OK, Here comes a clear answer for those still reading the thread.

Most engine oil is composed of three different elements:
The actual lubricating oil and added components -like viscosity managers.
Anti-wear additives - ZDDP used to be prime, but now others.
Anti-corrosives - to combat the effects of combustion by products.

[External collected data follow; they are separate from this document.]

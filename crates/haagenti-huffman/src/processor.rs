//! Two-pass stream compression and single-pass decompression.

use std::time::Instant;

use haagenti_core::{BitRead, BitWrite, CompressionStats, Result};
use tracing::debug;

use crate::code::CodeTable;
use crate::config::{HeaderFormat, HuffmanConfig};
use crate::content::{decode_content, encode_content};
use crate::frequency::FrequencyTable;
use crate::header::{
    check_counts, read_counts, read_magic, read_tree, write_counts, write_magic, write_tree,
};
use crate::tree::HuffmanTree;

/// Compresses and decompresses bit streams with a per-stream Huffman code.
///
/// Neither operation flushes `out`; callers flush or finish their writer
/// once done so the last partial byte is padded and written.
#[derive(Debug, Clone, Default)]
pub struct HuffProcessor {
    config: HuffmanConfig,
}

impl HuffProcessor {
    /// Create a processor with the default configuration.
    pub fn new() -> Self {
        Self::default()
    }

    /// Create a processor with the given configuration.
    pub fn with_config(config: HuffmanConfig) -> Self {
        Self { config }
    }

    pub fn config(&self) -> &HuffmanConfig {
        &self.config
    }

    /// Select the header format for subsequent calls.
    pub fn set_header(&mut self, header: HeaderFormat) {
        debug!(header = header.name(), "header format set");
        self.config.header = header;
    }

    /// Compress `input` into `out`.
    ///
    /// The input is read twice: once to count byte frequencies, and again,
    /// after [`BitRead::reset`], to encode it. The magic number is only
    /// written if `out` is still empty. Header errors are detected before
    /// anything is written.
    pub fn compress<R, W>(&self, input: &mut R, out: &mut W) -> Result<CompressionStats>
    where
        R: BitRead,
        W: BitWrite,
    {
        let started = Instant::now();
        let header = self.config.header;

        let freq = FrequencyTable::count(input)?;
        let tree = HuffmanTree::from_frequencies(&freq);
        let codes = CodeTable::from_tree(&tree)?;
        if header == HeaderFormat::Counts {
            check_counts(&freq)?;
        }

        let start_bits = out.bits_written();
        let mut header_bits = write_magic(header.magic(), out)?;
        header_bits += match header {
            HeaderFormat::Tree => write_tree(&tree, out)?,
            HeaderFormat::Counts => write_counts(&freq, out)?,
        };

        input.reset()?;
        let content = encode_content(input, &codes, out)?;

        let stats = CompressionStats {
            original_size: content.symbols as usize,
            compressed_size: (out.bits_written() - start_bits).div_ceil(8) as usize,
            header_bits,
            content_bits: content.bits,
            leaves: tree.leaf_count(),
            time_us: started.elapsed().as_micros() as u64,
        };
        debug!(
            header = header.name(),
            original = stats.original_size,
            compressed = stats.compressed_size,
            header_bits,
            content_bits = content.bits,
            "compressed stream"
        );
        Ok(stats)
    }

    /// Decompress a stream produced by [`compress`](Self::compress) with the
    /// same header format.
    ///
    /// Fails without reading past the magic number if the stream does not
    /// start with the expected magic.
    pub fn decompress<R, W>(&self, input: &mut R, out: &mut W) -> Result<CompressionStats>
    where
        R: BitRead,
        W: BitWrite,
    {
        let started = Instant::now();
        let header = self.config.header;
        let start_bits = input.bits_read();

        read_magic(header.magic(), input)?;
        let tree = match header {
            HeaderFormat::Tree => read_tree(input)?,
            HeaderFormat::Counts => read_counts(input)?,
        };
        let header_bits = input.bits_read() - start_bits;

        let content = decode_content(&tree, input, out)?;

        let stats = CompressionStats {
            original_size: content.symbols as usize,
            compressed_size: (input.bits_read() - start_bits).div_ceil(8) as usize,
            header_bits,
            content_bits: content.bits,
            leaves: tree.leaf_count(),
            time_us: started.elapsed().as_micros() as u64,
        };
        debug!(
            header = header.name(),
            original = stats.original_size,
            compressed = stats.compressed_size,
            "decompressed stream"
        );
        Ok(stats)
    }
}
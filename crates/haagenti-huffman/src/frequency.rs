//! Byte frequency analysis.

use haagenti_core::{BitRead, Result};
use tracing::trace;

use crate::{ALPH_SIZE, BITS_PER_WORD};

/// Occurrence count of every byte value in an input.
///
/// The end marker is not tracked here; the tree builder always gives it a
/// weight of one.
#[derive(Debug, Clone, PartialEq, Eq)]
pub struct FrequencyTable {
    counts: [u64; ALPH_SIZE],
}

impl FrequencyTable {
    /// Create a table from raw counts.
    pub fn from_counts(counts: [u64; ALPH_SIZE]) -> Self {
        Self { counts }
    }

    /// Count every byte of `data`.
    pub fn from_bytes(data: &[u8]) -> Self {
        let mut counts = [0u64; ALPH_SIZE];
        for &byte in data {
            counts[byte as usize] += 1;
        }
        Self { counts }
    }

    /// Count 8-bit symbols until the stream is exhausted.
    ///
    /// The stream is left at its end; callers rewind it before a second pass.
    pub fn count<R: BitRead>(input: &mut R) -> Result<Self> {
        let mut counts = [0u64; ALPH_SIZE];
        while let Some(value) = input.read_bits(BITS_PER_WORD)? {
            counts[value as usize] += 1;
        }

        let table = Self { counts };
        trace!(
            total = table.total(),
            distinct = table.distinct(),
            "counted symbol frequencies"
        );
        Ok(table)
    }

    /// Count of a single byte value.
    #[inline]
    pub fn get(&self, byte: u8) -> u64 {
        self.counts[byte as usize]
    }

    /// All 256 counts, indexed by byte value.
    pub fn counts(&self) -> &[u64; ALPH_SIZE] {
        &self.counts
    }

    /// Number of byte values that occur at least once.
    pub fn distinct(&self) -> usize {
        self.counts.iter().filter(|&&c| c > 0).count()
    }

    /// Total number of bytes counted.
    pub fn total(&self) -> u64 {
        self.counts.iter().sum()
    }

    /// Present byte values with their counts, in ascending byte order.
    pub fn present(&self) -> impl Iterator<Item = (u8, u64)> + '_ {
        self.counts
            .iter()
            .enumerate()
            .filter(|&(_, &c)| c > 0)
            .map(|(byte, &c)| (byte as u8, c))
    }
}

impl Default for FrequencyTable {
    fn default() -> Self {
        Self::from_counts([0; ALPH_SIZE])
    }
}
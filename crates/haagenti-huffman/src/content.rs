//! Content encoding and decoding.
//!
//! Encoding replaces every input byte with its code and terminates the
//! content with the end marker's code, so trailing pad bits in the last
//! byte are never mistaken for symbols. Decoding walks the tree one bit at
//! a time from the root until it reaches a leaf.

use haagenti_core::{BitRead, BitWrite, Error, Result, Section};
use tracing::debug;

use crate::code::CodeTable;
use crate::tree::{HuffNode, HuffmanTree};
use crate::{BITS_PER_WORD, PSEUDO_EOF, Symbol};

/// Totals for one encoded or decoded content section.
#[derive(Debug, Clone, Copy, PartialEq, Eq, Default)]
pub struct ContentSummary {
    /// Literal bytes encoded or decoded, excluding the end marker.
    pub symbols: u64,
    /// Content bits written or read, including the end marker's code.
    pub bits: u64,
}

/// Encode every byte of `input` followed by the end marker.
pub fn encode_content<R, W>(input: &mut R, codes: &CodeTable, out: &mut W) -> Result<ContentSummary>
where
    R: BitRead,
    W: BitWrite,
{
    let start = out.bits_written();
    let mut symbols = 0u64;

    while let Some(value) = input.read_bits(BITS_PER_WORD)? {
        let code = codes
            .get(value as Symbol)
            .ok_or_else(|| Error::corrupted(format!("byte {value} not in code table")))?;
        code.write_to(out)?;
        symbols += 1;
    }

    let end = codes
        .end_code()
        .ok_or_else(|| Error::corrupted("end marker not in code table"))?;
    end.write_to(out)?;

    let summary = ContentSummary {
        symbols,
        bits: out.bits_written() - start,
    };
    debug!(symbols, bits = summary.bits, "encoded content");
    Ok(summary)
}

/// Outcome of feeding one bit to a [`Decoder`].
#[derive(Debug, Clone, Copy, PartialEq, Eq)]
pub enum Step {
    /// Inside the tree; more bits are needed.
    Continue,
    /// A literal leaf was reached; the walk restarts at the root.
    Emit(u8),
    /// The end marker was reached.
    Done,
}

/// Bit-driven walk over a code tree.
#[derive(Debug, Clone)]
pub struct Decoder<'t> {
    root: &'t HuffNode,
    cursor: &'t HuffNode,
}

impl<'t> Decoder<'t> {
    pub fn new(tree: &'t HuffmanTree) -> Self {
        Self {
            root: tree.root(),
            cursor: tree.root(),
        }
    }

    /// Whether the walk is at the root, i.e. between symbols.
    pub fn at_root(&self) -> bool {
        std::ptr::eq(self.root, self.cursor)
    }

    /// Follow one branch: `false` goes left, `true` goes right.
    ///
    /// A tree that is a lone leaf consumes one bit per symbol.
    pub fn step(&mut self, bit: bool) -> Result<Step> {
        let node = self.cursor.child(bit).unwrap_or(self.cursor);
        let HuffNode::Leaf { symbol, .. } = node else {
            self.cursor = node;
            return Ok(Step::Continue);
        };

        if *symbol == PSEUDO_EOF {
            return Ok(Step::Done);
        }
        self.cursor = self.root;
        let byte = u8::try_from(*symbol)
            .map_err(|_| Error::corrupted(format!("leaf symbol {symbol} is not a byte")))?;
        Ok(Step::Emit(byte))
    }
}

/// Decode content with `tree` until the end marker.
///
/// Running out of input before the end marker is an error; output already
/// written for earlier symbols is left in `out`.
pub fn decode_content<R, W>(tree: &HuffmanTree, input: &mut R, out: &mut W) -> Result<ContentSummary>
where
    R: BitRead,
    W: BitWrite,
{
    let start = input.bits_read();
    let mut decoder = Decoder::new(tree);
    let mut symbols = 0u64;

    loop {
        let bit = input
            .read_bit()?
            .ok_or_else(|| Error::truncated(Section::Content, input.bits_read()))?;
        match decoder.step(bit)? {
            Step::Continue => {}
            Step::Emit(byte) => {
                out.write_bits(BITS_PER_WORD, byte as u32)?;
                symbols += 1;
            }
            Step::Done => break,
        }
    }

    let summary = ContentSummary {
        symbols,
        bits: input.bits_read() - start,
    };
    debug!(symbols, bits = summary.bits, "decoded content");
    Ok(summary)
}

Now, Oil does not wear out. If it is largely viscosity managers (What makes XWXX work) those may show some shear-down in use. That is less of an issue with modern oils and engines (why they can live with 0WXX).
The anti-wear additives are prone to oxidation. They are fine in the can, but once exposed to air and combustion by products, they start to get damaged.
The anti-corrosives are there just to deal with the combustion by products that leak past the rings. This stuff is nasty. Left alone, it could rot out a stainless pot. That is the first part of an engine's lubricating oil to be damaged. When that component gets killed, then things go bad in a big hurry.

The last two above are why Mobil with the famous Mobil1 line still pitches annual lube oil changes as a minimum.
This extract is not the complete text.